Stored data entries:
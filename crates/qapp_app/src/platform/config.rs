use std::collections::BTreeMap;
use std::fs;
use std::path::{Path, PathBuf};
use std::time::Duration;

use qapp_engine::ApiSettings;
use serde::{Deserialize, Serialize};
use thiserror::Error;

use super::logging::LogDestination;

pub const CONFIG_FILENAME: &str = "qapp.ron";

/// Settings read from `qapp.ron`. Every field is optional in the file.
#[derive(Debug, Clone, PartialEq, Eq, Serialize, Deserialize)]
#[serde(default)]
pub struct QappConfig {
    pub api_base: String,
    pub poll_interval_ms: u64,
    /// Host bridge endpoint. Without one, identity lookups fail and the
    /// label shows the error text.
    pub bridge_url: Option<String>,
    /// Host theme variables served by the static theme source.
    pub theme: BTreeMap<String, String>,
    pub connect_timeout_ms: u64,
    pub request_timeout_ms: u64,
    pub max_content_bytes: u64,
    pub popout_dir: PathBuf,
    pub log_destination: LogDestination,
}

impl Default for QappConfig {
    fn default() -> Self {
        let api = ApiSettings::default();
        Self {
            api_base: api.base_url,
            poll_interval_ms: 3_000,
            bridge_url: None,
            theme: BTreeMap::new(),
            connect_timeout_ms: api.connect_timeout.as_millis() as u64,
            request_timeout_ms: api.request_timeout.as_millis() as u64,
            max_content_bytes: api.max_content_bytes,
            popout_dir: PathBuf::from("popouts"),
            log_destination: LogDestination::default(),
        }
    }
}

impl QappConfig {
    pub fn api_settings(&self) -> ApiSettings {
        ApiSettings {
            base_url: self.api_base.clone(),
            connect_timeout: Duration::from_millis(self.connect_timeout_ms),
            request_timeout: Duration::from_millis(self.request_timeout_ms),
            max_content_bytes: self.max_content_bytes,
            ..ApiSettings::default()
        }
    }

    /// Zero is clamped to one millisecond.
    pub fn poll_interval(&self) -> Duration {
        Duration::from_millis(self.poll_interval_ms.max(1))
    }
}

#[derive(Debug, Error)]
pub enum ConfigError {
    #[error("could not read {path:?}: {source}")]
    Read {
        path: PathBuf,
        source: std::io::Error,
    },
    #[error("could not parse {path:?}: {message}")]
    Parse { path: PathBuf, message: String },
}

/// Loads the config at `path`. A missing file yields the defaults; any other
/// failure is returned so the caller can log it once logging is up.
pub fn load_config(path: &Path) -> Result<QappConfig, ConfigError> {
    let content = match fs::read_to_string(path) {
        Ok(text) => text,
        Err(err) if err.kind() == std::io::ErrorKind::NotFound => {
            return Ok(QappConfig::default());
        }
        Err(source) => {
            return Err(ConfigError::Read {
                path: path.to_path_buf(),
                source,
            });
        }
    };

    ron::from_str(&content).map_err(|err| ConfigError::Parse {
        path: path.to_path_buf(),
        message: err.to_string(),
    })
}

What you should do: Please repeat each line above exactly.

Solution below:
filename crates/qapp_app/src/platform/config.rs
use std::collections::BTreeMap;
use std::fs;
use std::path::{Path, PathBuf};
use std::time::Duration;

use qapp_engine::ApiSettings;
use serde::{Deserialize, Serialize};
use thiserror::Error;

use super::logging::LogDestination;

pub const CONFIG_FILENAME: &str = "qapp.ron";

/// Settings read from `qapp.ron`. Every field is optional in the file.
#[derive(Debug, Clone, PartialEq, Eq, Serialize, Deserialize)]
#[serde(default)]
pub struct QappConfig {
    pub api_base: String,
    pub poll_interval_ms: u64,
    /// Host bridge endpoint. Without one, identity lookups fail and the
    /// label shows the error text.
    pub bridge_url: Option<String>,
    /// Host theme variables served by the static theme source.
    pub theme: BTreeMap<String, String>,
    pub connect_timeout_ms: u64,
    pub request_timeout_ms: u64,
    pub max_content_bytes: u64,
    pub popout_dir: PathBuf,
    pub log_destination: LogDestination,
}

impl Default for QappConfig {
    fn default() -> Self {
        let api = ApiSettings::default();
        Self {
            api_base: api.base_url,
            poll_interval_ms: 3_000,
            bridge_url: None,
            theme: BTreeMap::new(),
            connect_timeout_ms: api.connect_timeout.as_millis() as u64,
            request_timeout_ms: api.request_timeout.as_millis() as u64,
            max_content_bytes: api.max_content_bytes,
            popout_dir: PathBuf::from("popouts"),
            log_destination: LogDestination::default(),
        }
    }
}

impl QappConfig {
    pub fn api_settings(&self) -> ApiSettings {
        ApiSettings {
            base_url: self.api_base.clone(),
            connect_timeout: Duration::from_millis(self.connect_timeout_ms),
            request_timeout: Duration::from_millis(self.request_timeout_ms),
            max_content_bytes: self.max_content_bytes,
            ..ApiSettings::default()
        }
    }

    /// Zero is clamped to one millisecond.
    pub fn poll_interval(&self) -> Duration {
        Duration::from_millis(self.poll_interval_ms.max(1))
    }
}

#[derive(Debug, Error)]
pub enum ConfigError {
    #[error("could not read {path:?}: {source}")]
    Read {
        path: PathBuf,
        source: std::io::Error,
    },
    #[error("could not parse {path:?}: {message}")]
    Parse { path: PathBuf, message: String },
}

/// Loads the config at `path`. A missing file yields the defaults; any other
/// failure is returned so the caller can log it once logging is up.
pub fn load_config(path: &Path) -> Result<QappConfig, ConfigError> {
    let content = match fs::read_to_string(path) {
        Ok(text) => text,
        Err(err) if err.kind() == std::io::ErrorKind::NotFound => {
            return Ok(QappConfig::default());
        }
        Err(source) => {
            return Err(ConfigError::Read {
                path: path.to_path_buf(),
                source,
            });
        }
    };

    ron::from_str(&content).map_err(|err| ConfigError::Parse {
        path: path.to_path_buf(),
        message: err.to_string(),
    })
}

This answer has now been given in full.